(TRY IT):
Each entry that follows should be retyped exactly.

Items listed in a dataset
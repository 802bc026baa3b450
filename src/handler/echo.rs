//! Default handler: echoes the request's routing fields back with a result
//! line naming the host that processed it.
//!
//! Request: `{"path": "/x", "method": "GET", "query": "a=1", "body": ...}`
//!
//! The body is optional and may be anything. A string body that parses as
//! JSON is returned structured; any other string is returned as text.

use async_trait::async_trait;
use serde::{Deserialize, Serialize};
use serde_json::Value;
use tracing::{debug, warn};

use super::{encode_response, error_response, RequestHandler};
use crate::constants::env;

/// Task request as produced by the HTTP gateway
#[derive(Debug, Clone, PartialEq, Deserialize, Serialize)]
pub struct TaskRequest {
    pub path: String,
    pub method: String,
    #[serde(default)]
    pub query: String,
    #[serde(default)]
    pub body: Option<Value>,
}

/// Request body after best-effort decoding
#[derive(Debug, Clone, PartialEq, Serialize, Deserialize)]
#[serde(untagged)]
pub enum TaskBody {
    Structured(Value),
    Text(String),
}

impl TaskBody {
    /// Decode a raw body. Strings are tried as embedded JSON first.
    pub fn decode(raw: Value) -> Self {
        match raw {
            Value::String(text) => match serde_json::from_str::<Value>(&text) {
                Ok(parsed) => TaskBody::Structured(parsed),
                Err(_) => TaskBody::Text(text),
            },
            other => TaskBody::Structured(other),
        }
    }
}

/// Response published back to the caller
#[derive(Debug, Clone, PartialEq, Serialize, Deserialize)]
pub struct TaskResponse {
    pub result: String,
    pub path: String,
    pub method: String,
    pub query: String,
    #[serde(default, skip_serializing_if = "Option::is_none")]
    pub body: Option<TaskBody>,
}

/// Echo handler identifying itself by hostname
#[derive(Debug, Clone)]
pub struct EchoTaskHandler {
    hostname: String,
}

impl EchoTaskHandler {
    pub fn new(hostname: impl Into<String>) -> Self {
        Self {
            hostname: hostname.into(),
        }
    }

    /// Use `HOSTNAME` (set by container runtimes), or `unknown`
    pub fn from_env() -> Self {
        Self::new(std::env::var(env::HOSTNAME).unwrap_or_else(|_| "unknown".to_string()))
    }

    pub fn hostname(&self) -> &str {
        &self.hostname
    }

    /// Decode and answer one request
    pub fn process(&self, payload: &[u8]) -> Result<TaskResponse, serde_json::Error> {
        let request: TaskRequest = serde_json::from_slice(payload)?;
        Ok(TaskResponse {
            result: format!("Done from rust {}", self.hostname),
            path: request.path,
            method: request.method,
            query: request.query,
            body: request.body.map(TaskBody::decode),
        })
    }
}

#[async_trait]
impl RequestHandler for EchoTaskHandler {
    async fn handle(&self, payload: &[u8]) -> Vec<u8> {
        match self.process(payload) {
            Ok(response) => {
                debug!(path = %response.path, method = %response.method, "Task processed");
                encode_response(&response)
            }
            Err(e) => {
                warn!(error = %e, "Rejecting malformed task payload");
                error_response(&format!("invalid task payload: {e}"))
            }
        }
    }

    fn name(&self) -> &str {
        "echo_task_handler"
    }
}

(WORKED SOLUTION):
repository 802bc026baa3b450
filename src/handler/echo.rs
//! Default handler: echoes the request's routing fields back with a result
//! line naming the host that processed it.
//!
//! Request: `{"path": "/x", "method": "GET", "query": "a=1", "body": ...}`
//!
//! The body is optional and may be anything. A string body that parses as
//! JSON is returned structured; any other string is returned as text.

use async_trait::async_trait;
use serde::{Deserialize, Serialize};
use serde_json::Value;
use tracing::{debug, warn};

use super::{encode_response, error_response, RequestHandler};
use crate::constants::env;

/// Task request as produced by the HTTP gateway
#[derive(Debug, Clone, PartialEq, Deserialize, Serialize)]
pub struct TaskRequest {
    pub path: String,
    pub method: String,
    #[serde(default)]
    pub query: String,
    #[serde(default)]
    pub body: Option<Value>,
}

/// Request body after best-effort decoding
#[derive(Debug, Clone, PartialEq, Serialize, Deserialize)]
#[serde(untagged)]
pub enum TaskBody {
    Structured(Value),
    Text(String),
}

impl TaskBody {
    /// Decode a raw body. Strings are tried as embedded JSON first.
    pub fn decode(raw: Value) -> Self {
        match raw {
            Value::String(text) => match serde_json::from_str::<Value>(&text) {
                Ok(parsed) => TaskBody::Structured(parsed),
                Err(_) => TaskBody::Text(text),
            },
            other => TaskBody::Structured(other),
        }
    }
}

/// Response published back to the caller
#[derive(Debug, Clone, PartialEq, Serialize, Deserialize)]
pub struct TaskResponse {
    pub result: String,
    pub path: String,
    pub method: String,
    pub query: String,
    #[serde(default, skip_serializing_if = "Option::is_none")]
    pub body: Option<TaskBody>,
}

/// Echo handler identifying itself by hostname
#[derive(Debug, Clone)]
pub struct EchoTaskHandler {
    hostname: String,
}

impl EchoTaskHandler {
    pub fn new(hostname: impl Into<String>) -> Self {
        Self {
            hostname: hostname.into(),
        }
    }

    /// Use `HOSTNAME` (set by container runtimes), or `unknown`
    pub fn from_env() -> Self {
        Self::new(std::env::var(env::HOSTNAME).unwrap_or_else(|_| "unknown".to_string()))
    }

    pub fn hostname(&self) -> &str {
        &self.hostname
    }

    /// Decode and answer one request
    pub fn process(&self, payload: &[u8]) -> Result<TaskResponse, serde_json::Error> {
        let request: TaskRequest = serde_json::from_slice(payload)?;
        Ok(TaskResponse {
            result: format!("Done from rust {}", self.hostname),
            path: request.path,
            method: request.method,
            query: request.query,
            body: request.body.map(TaskBody::decode),
        })
    }
}

#[async_trait]
impl RequestHandler for EchoTaskHandler {
    async fn handle(&self, payload: &[u8]) -> Vec<u8> {
        match self.process(payload) {
            Ok(response) => {
                debug!(path = %response.path, method = %response.method, "Task processed");
                encode_response(&response)
            }
            Err(e) => {
                warn!(error = %e, "Rejecting malformed task payload");
                error_response(&format!("invalid task payload: {e}"))
            }
        }
    }

    fn name(&self) -> &str {
        "echo_task_handler"
    }
}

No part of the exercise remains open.